Es el momento de escribir.

 

PRIMER ESBOZO

Cuando llegué a Alejandría, resonaban aún los festejos del año anterior, en el que no faltaron elefantes, ni cuadrigas recubiertas de oro puro; los colegios sacerdotales salieron a las puertas de los templos y la muchedumbre aguardó durante horas la llegada del general victorioso, resguardados a la sombra de los pórticos. Por esa misma calle desfiló, aprisionado en cadenas de plata, el rey de Armenia, y también su hijo, mostrados como lo que eran, príncipes cautivos. Terminada la procesión triunfal, Marco Antonio proclamó que su amada Cleopatra era la nueva Isis, y que junto a Cesarión, el hijo que había tenido de Julio César, regiría en Egipto. Otros tres niños asistieron a la ceremonia: los hijos de Marco Antonio y Cleopatra. Al menor de ellos, Ptolomeo Filadelfo, lo nombró rey de Siria y de Cilicia; a Cleopatra Selene le concedió la Cirenaica; a Alejandro Helios, hermano gemelo de la anterior, lo nombró rey de Armenia y de todas las tierras más allá del Éufrates hasta la India, tierras que aún no había conquistado ni estaban aún bajo su dominio. A tal efecto, el pequeño Alejandro iba vestido a la manera de los medos, y en su cabeza lucía la tiara de sus reyes.

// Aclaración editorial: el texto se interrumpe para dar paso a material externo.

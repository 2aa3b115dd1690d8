use super::decode::Utf8ChunkDecoder;
use crate::runtime::snapshot::SessionSnapshotManager;
use crate::types::TerminalEvent;
use anyhow::{Context, Result};
use futures::StreamExt;
use std::path::Path;
use tokio_util::io::ReaderStream;
use tracing::{debug, warn};

/// Incremental decoder for JSON-lines event recordings. Input may be split
/// anywhere, including inside a UTF-8 character.
#[derive(Default)]
pub struct EventLineParser {
    decoder: Utf8ChunkDecoder,
    buffer: String,
    line_number: usize,
    skipped: usize,
}

impl EventLineParser {
    pub fn new() -> Self {
        Self::default()
    }

    pub fn process(&mut self, chunk: &[u8]) -> Vec<TerminalEvent> {
        let text = self.decoder.decode(chunk);
        self.buffer.push_str(&text);

        let mut events = Vec::new();
        let mut start = 0;
        while let Some(end) = self.buffer[start..].find('\n') {
            let line_end = start + end;
            let line = self.buffer[start..line_end].to_string();
            if let Some(event) = self.parse_line(&line) {
                events.push(event);
            }
            start = line_end + 1;
        }

        if start > 0 {
            self.buffer.drain(..start);
        }
        events
    }

    /// Parse whatever is left once the input has ended.
    pub fn flush(&mut self) -> Vec<TerminalEvent> {
        let tail = self.decoder.finish();
        self.buffer.push_str(&tail);
        let rest = std::mem::take(&mut self.buffer);
        self.parse_line(&rest).into_iter().collect()
    }

    /// Lines that were neither blank, comments, nor valid events.
    pub fn skipped(&self) -> usize {
        self.skipped
    }

    fn parse_line(&mut self, line: &str) -> Option<TerminalEvent> {
        self.line_number += 1;
        let trimmed = line.trim();
        if trimmed.is_empty() || trimmed.starts_with('#') {
            return None;
        }
        match serde_json::from_str::<TerminalEvent>(trimmed) {
            Ok(event) => Some(event),
            Err(err) => {
                self.skipped += 1;
                warn!(line = self.line_number, error = %err, "skipping malformed event line");
                None
            }
        }
    }
}

#[derive(Debug, Clone, Copy, Default, PartialEq, Eq)]
pub struct ReplaySummary {
    pub events: usize,
    pub skipped: usize,
    pub frames: usize,
}

/// Feed a recorded session into the live session of `manager`, flushing one
/// frame per read.
pub async fn replay_file(path: &Path, manager: &mut SessionSnapshotManager) -> Result<ReplaySummary> {
    let file = tokio::fs::File::open(path)
        .await
        .with_context(|| format!("failed to open replay file {}", path.display()))?;
    let mut reads = ReaderStream::new(file);
    let mut parser = EventLineParser::new();
    let mut summary = ReplaySummary::default();

    while let Some(chunk) = reads.next().await {
        let chunk = chunk.with_context(|| format!("failed to read {}", path.display()))?;
        summary.events += dispatch_all(manager, parser.process(&chunk));
        if !manager.session_mut().run_frame().is_empty() {
            summary.frames += 1;
        }
    }
    summary.events += dispatch_all(manager, parser.flush());
    if !manager.session_mut().run_frame().is_empty() {
        summary.frames += 1;
    }

    summary.skipped = parser.skipped();
    debug!(?summary, path = %path.display(), "replay finished");
    Ok(summary)
}

fn dispatch_all(manager: &mut SessionSnapshotManager, events: Vec<TerminalEvent>) -> usize {
    let count = events.len();
    for event in events {
        manager.session_mut().dispatch(event);
    }
    count
}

Yo no había estado presente en esas celebraciones, pero el eco de las mismas se había expandido de inmediato por todo Oriente, alcanzando cualquier rincón por remoto que fuera. Nadie era ajeno al esplendor inagotable de la corte egipcia y su carácter casi divino. En este nuevo orden, que solo existía como idea, Marco Antonio se reservaba para sí mismo el dominio de Occidente. Poco le importaba que hubiera rivales poderosos como Octavio; en su imaginación, el mundo conocido no esperaba otra cosa que ser conquistado por él.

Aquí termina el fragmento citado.